Calcium-Induced Conformational Switching of Paramecium Calmodulin Provides Evidence for Domain Coupling†
journal contributionposted on 2002-11-06, 00:00 authored by Olav R. Jaren, James K. Kranz, Brenda R. Sorensen, A. Joshua Wand, Madeline A. Shea
Calmodulin (CaM) is an intracellular calcium-binding protein essential for many pathways in eukaryotic signal transduction. Although a structure of Ca2+-saturated Paramecium CaM at 1.0 Å resolution (1EXR.pdb) provides the highest level of detail about side-chain orientations in CaM, information about an end state alone cannot explain driving forces for the transitions that occur during Ca2+-induced conformational switching and why the two domains of CaM are saturated sequentially rather than simultaneously. Recent studies focus attention on the contributions of interdomain linker residues.
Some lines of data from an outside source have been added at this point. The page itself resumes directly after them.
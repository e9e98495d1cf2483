use anyhow::Result;
use clap::{Parser, Subcommand, ValueEnum};
use std::path::PathBuf;

use dof_engine::units::{format_imperial, format_metric, mm_to_inches};
use dof_engine::{
    DisplayBounds, Evaluation, EvaluationInput, FarLimit, SensorFormat, UnitSystem,
    builtin_presets, evaluate_display,
};

#[derive(Parser)]
#[command(name = "doft", about = "Depth-of-field tools CLI", version)]
struct Cli {
    #[command(subcommand)]
    command: Commands,
}

#[derive(Subcommand)]
enum Commands {
    /// Compute depth-of-field limits for a camera setup
    Dof {
        /// Subject distance in inches
        #[arg(short, long, default_value = "72")]
        distance: f64,

        /// Focal length in millimeters
        #[arg(short, long, default_value = "50")]
        focal_length: f64,

        /// Aperture f-number
        #[arg(short, long, default_value = "1.8")]
        aperture: f64,

        /// Sensor format
        #[arg(long, default_value = "full-frame35", value_enum)]
        sensor: SensorArg,

        /// Unit system for formatted distances and scale marks
        #[arg(long, default_value = "imperial", value_enum)]
        units: UnitsArg,

        /// Display window maximum in inches
        #[arg(long, default_value = "360")]
        max_inches: f64,

        /// Load the full input from a JSON file instead of flags
        #[arg(long)]
        config: Option<PathBuf>,

        /// Save the resolved input to a JSON file
        #[arg(long)]
        save_config: Option<PathBuf>,

        /// Also print the scale marks for the distance slider
        #[arg(long)]
        marks: bool,
    },

    /// List built-in camera presets, or evaluate one
    Presets {
        /// Evaluate the named preset instead of listing
        #[arg(long)]
        apply: Option<String>,
    },

    /// List supported sensor formats and their constants
    Formats,
}

#[derive(Copy, Clone, ValueEnum)]
enum SensorArg {
    Webcam,
    Smartphone,
    FullFrame35,
    ApsC,
    MicroFourThirds,
    MediumFormat,
    LargeFormat,
}

impl From<SensorArg> for SensorFormat {
    fn from(arg: SensorArg) -> Self {
        match arg {
            SensorArg::Webcam => SensorFormat::Webcam,
            SensorArg::Smartphone => SensorFormat::Smartphone,
            SensorArg::FullFrame35 => SensorFormat::FullFrame35,
            SensorArg::ApsC => SensorFormat::ApsC,
            SensorArg::MicroFourThirds => SensorFormat::MicroFourThirds,
            SensorArg::MediumFormat => SensorFormat::MediumFormat,
            SensorArg::LargeFormat => SensorFormat::LargeFormat,
        }
    }
}

#[derive(Copy, Clone, ValueEnum)]
enum UnitsArg {
    Imperial,
    Metric,
}

impl From<UnitsArg> for UnitSystem {
    fn from(arg: UnitsArg) -> Self {
        match arg {
            UnitsArg::Imperial => UnitSystem::Imperial,
            UnitsArg::Metric => UnitSystem::Metric,
        }
    }
}

#[tokio::main]
async fn main() -> Result<()> {
    let cli = Cli::parse();

    match cli.command {
        Commands::Dof {
            distance,
            focal_length,
            aperture,
            sensor,
            units,
            max_inches,
            config,
            save_config,
            marks,
        } => {
            let input = match config {
                Some(path) => EvaluationInput::load(&path).await?,
                None => EvaluationInput {
                    subject_distance_inches: distance,
                    focal_length_mm: focal_length,
                    aperture,
                    sensor_format: sensor.into(),
                    unit_system: units.into(),
                    bounds: DisplayBounds {
                        min_inches: 0.0,
                        max_inches,
                    },
                },
            };
            input.validate()?;

            if let Some(path) = save_config {
                input.save(&path).await?;
                println!("Config → {}", path.display());
            }

            let evaluation = evaluate_display(&input);
            print_evaluation(&input, &evaluation, marks);
        }

        Commands::Presets { apply } => match apply {
            Some(name) => {
                let presets = builtin_presets();
                let preset = presets
                    .iter()
                    .find(|p| p.name.eq_ignore_ascii_case(&name))
                    .ok_or_else(|| anyhow::anyhow!("Unknown preset: {}", name))?;

                let input = EvaluationInput {
                    subject_distance_inches: preset.ideal_subject_distance_inches,
                    focal_length_mm: preset.focal_length_mm,
                    aperture: preset.aperture,
                    sensor_format: preset.sensor_format,
                    unit_system: UnitSystem::Imperial,
                    bounds: DisplayBounds::default(),
                };
                println!(
                    "{}: {}mm f/{} on {}",
                    preset.name,
                    preset.focal_length_mm,
                    preset.aperture,
                    preset.sensor_format.name()
                );
                let evaluation = evaluate_display(&input);
                print_evaluation(&input, &evaluation, false);
            }
            None => {
                println!("Built-in presets:");
                for preset in builtin_presets() {
                    println!(
                        "  {:<14} {}mm f/{} on {}, subject at {}in",
                        preset.name,
                        preset.focal_length_mm,
                        preset.aperture,
                        preset.sensor_format.name(),
                        preset.ideal_subject_distance_inches
                    );
                }
            }
        },

        Commands::Formats => {
            println!("Sensor formats:");
            for format in SensorFormat::ALL {
                println!(
                    "  {:<20} CoC {}mm, height {}mm",
                    format.name(),
                    format.circle_of_confusion_mm(),
                    format.sensor_height_mm()
                );
            }
        }
    }

    Ok(())
}

fn format_distance(inches: f64, units: UnitSystem) -> String {
    match units {
        UnitSystem::Imperial => format_imperial(inches, 1),
        UnitSystem::Metric => format_metric(inches, 1),
    }
}

fn print_evaluation(input: &EvaluationInput, evaluation: &Evaluation, with_marks: bool) {
    let units = input.unit_system;

    println!(
        "Subject distance: {}",
        format_distance(input.subject_distance_inches, units)
    );
    println!(
        "Hyperfocal:       {}",
        format_distance(mm_to_inches(evaluation.dof.hyperfocal_mm), units)
    );
    println!(
        "Near limit:       {}",
        format_distance(mm_to_inches(evaluation.dof.near_limit_mm), units)
    );
    match evaluation.dof.far_limit {
        FarLimit::Finite(mm) => {
            println!("Far limit:        {}", format_distance(mm_to_inches(mm), units));
        }
        FarLimit::Infinite => {
            println!("Far limit:        infinity (everything past the near limit is sharp)");
        }
    }
    println!(
        "Display window:   {} .. {}",
        format_distance(evaluation.window.near_inches, units),
        format_distance(evaluation.window.far_inches, units)
    );
    println!(
        "Vertical FoV:     {:.1}°",
        evaluation.dof.vertical_fov_degrees
    );

    if with_marks {
        println!("Scale marks:");
        for mark in &evaluation.marks {
            println!("  {:>6.1}in  {}", mark.position_inches, mark.label);
        }
    }
}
Electron paramagnetic resonance showed that Ca2+-induced structural stabilization of residues 76−81 modulates domain coupling [Qin and Squier (2001) Biophys. J. 81, 2908−2918]. Studies of N-domain fragments of Paramecium CaM showed that residues 76−80 increased thermostability of the N-domain but lowered the Ca2+ affinity of sites I and II [Sorensen et al. (2002) Biochemistry 41, 15−20]. To probe domain coupling during Ca2+ binding, we have used 1H−15N HSQC NMR to monitor more than 40 residues in Paramecium CaM. The titrations demonstrated that residues Glu78 to Glu84 (in the linker and cap of helix E) underwent sequential phases of conformational change. Initially, they changed in volume (slow exchange) as sites III and IV titrated, and subsequently, they changed in frequency (fast exchange) as sites I and II titrated. These studies provide evidence for Ca2+-dependent communication between the domains, demonstrating that spatially distant residues respond to Ca2+ binding at sites I and II in the N-domain of CaM.